Incident 3: The Partial Index That Shrunk From 200GB to 200MB
A partial index includes a WHERE clause — it indexes only the rows that satisfy the condition. If you have a notifications table with 200 million rows, but only 1% are unread (WHERE read = false), a partial index on unread notifications is 100x smaller and 100x faster to scan than a full index. The query planner will use it automatically when the query's WHERE clause matches the index's WHERE clause.
Our notifications table had 200 million rows. We had an index on (user_id, created_at DESC) for the query: SELECT * FROM notifications WHERE user_id = $1 AND read = false ORDER BY created_at DESC LIMIT 20. The index was 200GB — larger than the table itself. And 99% of it was useless. Because 99% of notifications were read = true. The index was indexing rows that were never queried.
We replaced it with a partial index: CREATE INDEX ON notifications (user_id, created_at DESC) WHERE read = false. The index size dropped from 200GB to 200MB. The query time dropped from 12ms to 0.3ms. The write overhead dropped — every time a notification was marked as read, it was removed from the partial index automatically. The index was now 1,000x smaller and 40x faster. The query plan changed from Index Scan to Index Only Scan because the partial index perfectly matched the query.
-- PATTERN 1: Unread / active flags
-- Most rows are read=true, but queries target read=false
CREATE INDEX ON notifications (user_id, created_at DESC) WHERE read = false;
CREATE INDEX ON subscriptions (team_id) WHERE status = 'active';
-- PATTERN 2: Recent data only
-- Queries target the last 90 days, but table has years of data
CREATE INDEX ON orders (customer_id, order_date DESC)
WHERE order_date > CURRENT_DATE - INTERVAL '90 days';
-- PATTERN 3: Soft deletes
-- Most rows have deleted_at IS NULL, queries target non-deleted rows
CREATE INDEX ON documents (owner_id, updated_at DESC)
WHERE deleted_at IS NULL;
-- PATTERN 4: Specific status values
-- Queries target one or two status values among dozens
CREATE INDEX ON tasks (assignee_id, priority)
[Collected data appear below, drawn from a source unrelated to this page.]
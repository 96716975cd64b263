use std::any::Any;

use kaspeak_codec::plain::PlainValue;
use kaspeak_crypto::hash::Hash;
use kaspeak_crypto::identifier::Identifier;
use kaspeak_crypto::key::{SecretKey, Signature};
use kaspeak_messages::pipeline::{self, NONCE_LEN};
use kaspeak_messages::{
    KaspeakMessage, MessageError, MessageRegistry, RegisteredMessage, UnknownMessage,
};
use kaspeak_primitives::{BlockMeta, MessageHeader, Peer, Prefix};

#[derive(Default)]
struct SecretNote {
    text: String,
    header: Option<MessageHeader>,
}

impl KaspeakMessage for SecretNote {
    fn message_type(&self) -> u16 {
        Self::MESSAGE_TYPE
    }

    fn requires_encryption(&self) -> bool {
        Self::REQUIRES_ENCRYPTION
    }

    fn header(&self) -> Option<&MessageHeader> {
        self.header.as_ref()
    }

    fn attach_header(&mut self, header: MessageHeader) {
        self.header = Some(header);
    }

    fn to_plain(&self) -> Result<PlainValue, MessageError> {
        Ok(PlainValue::object([("t", self.text.clone())]))
    }

    fn hydrate(&mut self, value: PlainValue) -> Result<(), MessageError> {
        self.text = value
            .get("t")
            .and_then(PlainValue::as_text)
            .ok_or(MessageError::MissingField("t"))?
            .to_string();
        Ok(())
    }

    fn as_any(&self) -> &dyn Any {
        self
    }
}

impl RegisteredMessage for SecretNote {
    const MESSAGE_TYPE: u16 = 101;
    const REQUIRES_ENCRYPTION: bool = true;
}

#[derive(Default)]
struct Announcement {
    text: String,
    header: Option<MessageHeader>,
}

impl KaspeakMessage for Announcement {
    fn message_type(&self) -> u16 {
        Self::MESSAGE_TYPE
    }

    fn requires_encryption(&self) -> bool {
        Self::REQUIRES_ENCRYPTION
    }

    fn header(&self) -> Option<&MessageHeader> {
        self.header.as_ref()
    }

    fn attach_header(&mut self, header: MessageHeader) {
        self.header = Some(header);
    }

    fn to_plain(&self) -> Result<PlainValue, MessageError> {
        Ok(PlainValue::object([("t", self.text.clone())]))
    }

    fn hydrate(&mut self, value: PlainValue) -> Result<(), MessageError> {
        self.text = value
            .get("t")
            .and_then(PlainValue::as_text)
            .ok_or(MessageError::MissingField("t"))?
            .to_string();
        Ok(())
    }

    fn as_any(&self) -> &dyn Any {
        self
    }
}

impl RegisteredMessage for Announcement {
    const MESSAGE_TYPE: u16 = 102;
    const REQUIRES_ENCRYPTION: bool = false;
}

fn registry() -> MessageRegistry {
    let mut registry = MessageRegistry::new();
    registry.register::<SecretNote>(None);
    registry.register::<Announcement>(None);
    registry
}

fn header(message_type: u16) -> MessageHeader {
    let local = SecretKey::from_u64(6).unwrap();
    let sender = local.public_key();
    let identifier = Identifier::from_bytes(&sender.to_bytes()).unwrap();
    let peer = Peer::new(
        "kaspatest:sender".into(),
        sender,
        Signature::from([0u8; 64]),
        false,
        local,
    );

    MessageHeader::new(
        Hash::new([0x11; 32]),
        peer,
        Prefix::coerce("TEST").unwrap(),
        message_type,
        identifier,
        BlockMeta::new(Hash::new([0x22; 32]), 1_700_000_000, 42),
        "aa".repeat(64),
    )
}

fn shared_key() -> [u8; 32] {
    let secret = SecretKey::from_u64(6).unwrap();
    let public = secret.public_key();
    secret.shared_secret(&public).unwrap()
}

#[test]
fn encrypted_round_trip() {
    let mut note = SecretNote::default();
    note.text = "I love Kaspa!".into();

    let key = shared_key();
    let data = pipeline::encode(&note, Some(&key)).unwrap();
    assert!(data.len() >= NONCE_LEN);

    let decoded = pipeline::decode(&registry(), &header(101), &data, Some(&key)).unwrap();
    let decoded = decoded
        .as_any()
        .downcast_ref::<SecretNote>()
        .expect("should hydrate as a secret note");
    assert_eq!(decoded.text, "I love Kaspa!");
}

#[test]
fn wrong_key_yields_unknown_with_decrypt_code() {
    let mut note = SecretNote::default();
    note.text = "I love Kaspa!".into();

    let key = shared_key();
    let mut other_key = key;
    other_key[0] ^= 0xff;

    let data = pipeline::encode(&note, Some(&key)).unwrap();
    let decoded = pipeline::decode(&registry(), &header(101), &data, Some(&other_key)).unwrap();

    let unknown = decoded
        .as_any()
        .downcast_ref::<UnknownMessage>()
        .expect("should fall back to unknown");
    assert!(unknown.code <= 1, "decrypt stage code, got {}", unknown.code);
    assert_eq!(unknown.raw_data, data);
}

#[test]
fn plaintext_round_trip() {
    let mut msg = Announcement::default();
    msg.text = "hello dag".into();

    let data = pipeline::encode(&msg, None).unwrap();
    let decoded = pipeline::decode(&registry(), &header(102), &data, None).unwrap();

    let decoded = decoded
        .as_any()
        .downcast_ref::<Announcement>()
        .expect("should hydrate as an announcement");
    assert_eq!(decoded.text, "hello dag");
}

#[test]
fn surplus_key_is_ignored_for_plaintext_types() {
    let mut msg = Announcement::default();
    msg.text = "public".into();

    let key = shared_key();
    let with_key = pipeline::encode(&msg, Some(&key)).unwrap();
    let decoded = pipeline::decode(&registry(), &header(102), &with_key, None).unwrap();
    assert_eq!(
        decoded
            .as_any()
            .downcast_ref::<Announcement>()
            .unwrap()
            .text,
        "public"
    );
}

#[test]
fn missing_key_fails_loudly_on_encode() {
    let note = SecretNote::default();
    assert!(matches!(
        pipeline::encode(&note, None),
        Err(pipeline::PipelineError::EncryptionKeyMissing)
    ));
}

#[test]
fn missing_key_fails_loudly_on_decode() {
    let mut note = SecretNote::default();
    note.text = "secret".into();
    let key = shared_key();
    let data = pipeline::encode(&note, Some(&key)).unwrap();

    assert!(matches!(
        pipeline::decode(&registry(), &header(101), &data, None),
        Err(pipeline::PipelineError::EncryptionKeyMissing)
    ));
}

#[test]
fn unknown_type_fails_loudly() {
    let result = pipeline::decode(&registry(), &header(404), b"whatever", None);
    assert!(matches!(
        result,
        Err(pipeline::PipelineError::UnknownType(_))
    ));
}

#[test]
fn truncated_ciphertext_reports_malformed() {
    let key = shared_key();
    let decoded = pipeline::decode(&registry(), &header(101), &[0u8; 10], Some(&key)).unwrap();
    let unknown = decoded.as_any().downcast_ref::<UnknownMessage>().unwrap();
    assert_eq!(unknown.code, 2);
}

#[test]
fn garbage_bytes_report_decompression_failure() {
    let decoded = pipeline::decode(&registry(), &header(102), &[0xde, 0xad, 0xbe], None).unwrap();
    let unknown = decoded.as_any().downcast_ref::<UnknownMessage>().unwrap();
    assert_eq!(unknown.code, 3);
}

#[test]
fn compressed_non_cbor_reports_cbor_failure() {
    let not_cbor = zstd::encode_all([0xffu8, 0x00].as_slice(), 16).unwrap();
    let decoded = pipeline::decode(&registry(), &header(102), &not_cbor, None).unwrap();
    let unknown = decoded.as_any().downcast_ref::<UnknownMessage>().unwrap();
    assert_eq!(unknown.code, 4);
}

#[test]
fn wrong_shape_reports_hydration_failure() {
    // a valid CBOR map that lacks the "t" field announcements need
    let plain = PlainValue::object([("other", PlainValue::from(1u64))]);
    let cbor = kaspeak_codec::minicbor::to_vec(&plain).unwrap();
    let compressed = zstd::encode_all(cbor.as_slice(), 16).unwrap();

    let decoded = pipeline::decode(&registry(), &header(102), &compressed, None).unwrap();
    let unknown = decoded.as_any().downcast_ref::<UnknownMessage>().unwrap();
    assert_eq!(unknown.code, 5);
}

#[test]
fn decoded_messages_carry_their_header() {
    let mut msg = Announcement::default();
    msg.text = "with header".into();

    let data = pipeline::encode(&msg, None).unwrap();
    let decoded = pipeline::decode(&registry(), &header(102), &data, None).unwrap();

    let header = decoded.header().expect("header should be attached");
    assert_eq!(header.message_type(), 102);
    assert_eq!(header.prefix().to_string(), "TEST");
}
WHERE status IN ('in_progress', 'blocked');
Why the Query Planner Ignores Your Index — 5 Specific Reasons
The PostgreSQL query planner makes a cost-based decision — it estimates the cost of every possible plan and chooses the cheapest one. If the planner estimates that a sequential scan is cheaper than an index scan, it ignores the index. This happens for five specific, fixable reasons.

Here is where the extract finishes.